* Your goal: Return all of the entries exactly as written.

* Data listing:
────────────────
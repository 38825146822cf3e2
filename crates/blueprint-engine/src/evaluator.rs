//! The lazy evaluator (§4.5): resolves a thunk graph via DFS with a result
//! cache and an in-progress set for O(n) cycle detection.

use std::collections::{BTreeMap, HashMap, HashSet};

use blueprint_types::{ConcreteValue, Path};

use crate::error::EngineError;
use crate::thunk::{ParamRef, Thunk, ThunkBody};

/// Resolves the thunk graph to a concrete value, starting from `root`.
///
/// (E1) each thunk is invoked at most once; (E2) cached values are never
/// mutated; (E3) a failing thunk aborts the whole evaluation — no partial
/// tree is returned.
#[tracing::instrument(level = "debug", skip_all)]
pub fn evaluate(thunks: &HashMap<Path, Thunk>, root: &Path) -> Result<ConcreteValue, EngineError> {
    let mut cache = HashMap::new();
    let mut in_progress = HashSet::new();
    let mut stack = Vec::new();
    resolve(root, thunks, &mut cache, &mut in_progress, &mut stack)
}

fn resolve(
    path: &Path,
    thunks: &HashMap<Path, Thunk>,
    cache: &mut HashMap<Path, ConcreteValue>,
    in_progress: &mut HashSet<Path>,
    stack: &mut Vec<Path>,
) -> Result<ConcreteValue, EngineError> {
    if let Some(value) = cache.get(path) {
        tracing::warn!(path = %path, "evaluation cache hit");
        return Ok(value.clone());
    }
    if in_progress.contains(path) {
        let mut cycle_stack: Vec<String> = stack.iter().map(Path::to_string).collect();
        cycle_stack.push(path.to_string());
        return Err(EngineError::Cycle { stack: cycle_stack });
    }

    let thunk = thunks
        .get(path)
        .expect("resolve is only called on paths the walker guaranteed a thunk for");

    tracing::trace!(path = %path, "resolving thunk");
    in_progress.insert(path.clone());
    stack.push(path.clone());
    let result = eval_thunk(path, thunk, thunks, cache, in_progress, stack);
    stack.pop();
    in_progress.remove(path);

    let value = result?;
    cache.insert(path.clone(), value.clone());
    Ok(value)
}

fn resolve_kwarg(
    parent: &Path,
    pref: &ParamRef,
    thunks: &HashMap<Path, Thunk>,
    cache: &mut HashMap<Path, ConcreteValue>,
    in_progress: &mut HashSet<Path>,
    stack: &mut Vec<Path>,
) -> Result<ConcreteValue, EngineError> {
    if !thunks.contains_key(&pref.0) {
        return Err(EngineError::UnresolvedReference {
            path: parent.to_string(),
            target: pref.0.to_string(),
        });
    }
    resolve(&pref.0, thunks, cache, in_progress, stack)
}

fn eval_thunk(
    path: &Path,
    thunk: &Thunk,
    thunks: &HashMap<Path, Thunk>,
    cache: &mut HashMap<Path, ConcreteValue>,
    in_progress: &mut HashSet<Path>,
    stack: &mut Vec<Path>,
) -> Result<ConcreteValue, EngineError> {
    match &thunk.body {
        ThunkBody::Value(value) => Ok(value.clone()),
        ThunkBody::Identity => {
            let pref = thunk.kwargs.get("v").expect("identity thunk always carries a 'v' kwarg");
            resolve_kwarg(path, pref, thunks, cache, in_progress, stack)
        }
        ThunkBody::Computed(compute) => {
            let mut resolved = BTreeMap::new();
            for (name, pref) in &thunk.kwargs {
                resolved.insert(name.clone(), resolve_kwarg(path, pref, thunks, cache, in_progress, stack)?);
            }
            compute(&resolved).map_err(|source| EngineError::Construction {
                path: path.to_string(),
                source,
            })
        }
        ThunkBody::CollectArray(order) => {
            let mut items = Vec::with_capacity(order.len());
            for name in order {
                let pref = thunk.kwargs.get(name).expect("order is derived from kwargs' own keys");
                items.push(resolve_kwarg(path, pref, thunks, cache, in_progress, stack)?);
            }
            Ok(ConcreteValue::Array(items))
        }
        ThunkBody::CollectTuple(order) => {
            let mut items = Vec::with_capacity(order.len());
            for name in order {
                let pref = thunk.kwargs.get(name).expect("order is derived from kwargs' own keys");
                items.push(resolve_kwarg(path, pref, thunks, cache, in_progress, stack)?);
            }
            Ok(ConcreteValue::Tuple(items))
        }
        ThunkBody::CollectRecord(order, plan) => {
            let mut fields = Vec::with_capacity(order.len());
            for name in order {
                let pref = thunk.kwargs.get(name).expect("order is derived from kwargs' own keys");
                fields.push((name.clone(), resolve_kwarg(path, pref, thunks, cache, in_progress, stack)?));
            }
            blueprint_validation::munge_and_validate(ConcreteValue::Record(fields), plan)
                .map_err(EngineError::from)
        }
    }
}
────────────────
* Solution:
repository 38825146822cf3e2
filename crates/blueprint-engine/src/evaluator.rs
//! The lazy evaluator (§4.5): resolves a thunk graph via DFS with a result
//! cache and an in-progress set for O(n) cycle detection.

use std::collections::{BTreeMap, HashMap, HashSet};

use blueprint_types::{ConcreteValue, Path};

use crate::error::EngineError;
use crate::thunk::{ParamRef, Thunk, ThunkBody};

/// Resolves the thunk graph to a concrete value, starting from `root`.
///
/// (E1) each thunk is invoked at most once; (E2) cached values are never
/// mutated; (E3) a failing thunk aborts the whole evaluation — no partial
/// tree is returned.
#[tracing::instrument(level = "debug", skip_all)]
pub fn evaluate(thunks: &HashMap<Path, Thunk>, root: &Path) -> Result<ConcreteValue, EngineError> {
    let mut cache = HashMap::new();
    let mut in_progress = HashSet::new();
    let mut stack = Vec::new();
    resolve(root, thunks, &mut cache, &mut in_progress, &mut stack)
}

fn resolve(
    path: &Path,
    thunks: &HashMap<Path, Thunk>,
    cache: &mut HashMap<Path, ConcreteValue>,
    in_progress: &mut HashSet<Path>,
    stack: &mut Vec<Path>,
) -> Result<ConcreteValue, EngineError> {
    if let Some(value) = cache.get(path) {
        tracing::warn!(path = %path, "evaluation cache hit");
        return Ok(value.clone());
    }
    if in_progress.contains(path) {
        let mut cycle_stack: Vec<String> = stack.iter().map(Path::to_string).collect();
        cycle_stack.push(path.to_string());
        return Err(EngineError::Cycle { stack: cycle_stack });
    }

    let thunk = thunks
        .get(path)
        .expect("resolve is only called on paths the walker guaranteed a thunk for");

    tracing::trace!(path = %path, "resolving thunk");
    in_progress.insert(path.clone());
    stack.push(path.clone());
    let result = eval_thunk(path, thunk, thunks, cache, in_progress, stack);
    stack.pop();
    in_progress.remove(path);

    let value = result?;
    cache.insert(path.clone(), value.clone());
    Ok(value)
}

fn resolve_kwarg(
    parent: &Path,
    pref: &ParamRef,
    thunks: &HashMap<Path, Thunk>,
    cache: &mut HashMap<Path, ConcreteValue>,
    in_progress: &mut HashSet<Path>,
    stack: &mut Vec<Path>,
) -> Result<ConcreteValue, EngineError> {
    if !thunks.contains_key(&pref.0) {
        return Err(EngineError::UnresolvedReference {
            path: parent.to_string(),
            target: pref.0.to_string(),
        });
    }
    resolve(&pref.0, thunks, cache, in_progress, stack)
}

fn eval_thunk(
    path: &Path,
    thunk: &Thunk,
    thunks: &HashMap<Path, Thunk>,
    cache: &mut HashMap<Path, ConcreteValue>,
    in_progress: &mut HashSet<Path>,
    stack: &mut Vec<Path>,
) -> Result<ConcreteValue, EngineError> {
    match &thunk.body {
        ThunkBody::Value(value) => Ok(value.clone()),
        ThunkBody::Identity => {
            let pref = thunk.kwargs.get("v").expect("identity thunk always carries a 'v' kwarg");
            resolve_kwarg(path, pref, thunks, cache, in_progress, stack)
        }
        ThunkBody::Computed(compute) => {
            let mut resolved = BTreeMap::new();
            for (name, pref) in &thunk.kwargs {
                resolved.insert(name.clone(), resolve_kwarg(path, pref, thunks, cache, in_progress, stack)?);
            }
            compute(&resolved).map_err(|source| EngineError::Construction {
                path: path.to_string(),
                source,
            })
        }
        ThunkBody::CollectArray(order) => {
            let mut items = Vec::with_capacity(order.len());
            for name in order {
                let pref = thunk.kwargs.get(name).expect("order is derived from kwargs' own keys");
                items.push(resolve_kwarg(path, pref, thunks, cache, in_progress, stack)?);
            }
            Ok(ConcreteValue::Array(items))
        }
        ThunkBody::CollectTuple(order) => {
            let mut items = Vec::with_capacity(order.len());
            for name in order {
                let pref = thunk.kwargs.get(name).expect("order is derived from kwargs' own keys");
                items.push(resolve_kwarg(path, pref, thunks, cache, in_progress, stack)?);
            }
            Ok(ConcreteValue::Tuple(items))
        }
        ThunkBody::CollectRecord(order, plan) => {
            let mut fields = Vec::with_capacity(order.len());
            for name in order {
                let pref = thunk.kwargs.get(name).expect("order is derived from kwargs' own keys");
                fields.push((name.clone(), resolve_kwarg(path, pref, thunks, cache, in_progress, stack)?));
            }
            blueprint_validation::munge_and_validate(ConcreteValue::Record(fields), plan)
                .map_err(EngineError::from)
        }
    }
}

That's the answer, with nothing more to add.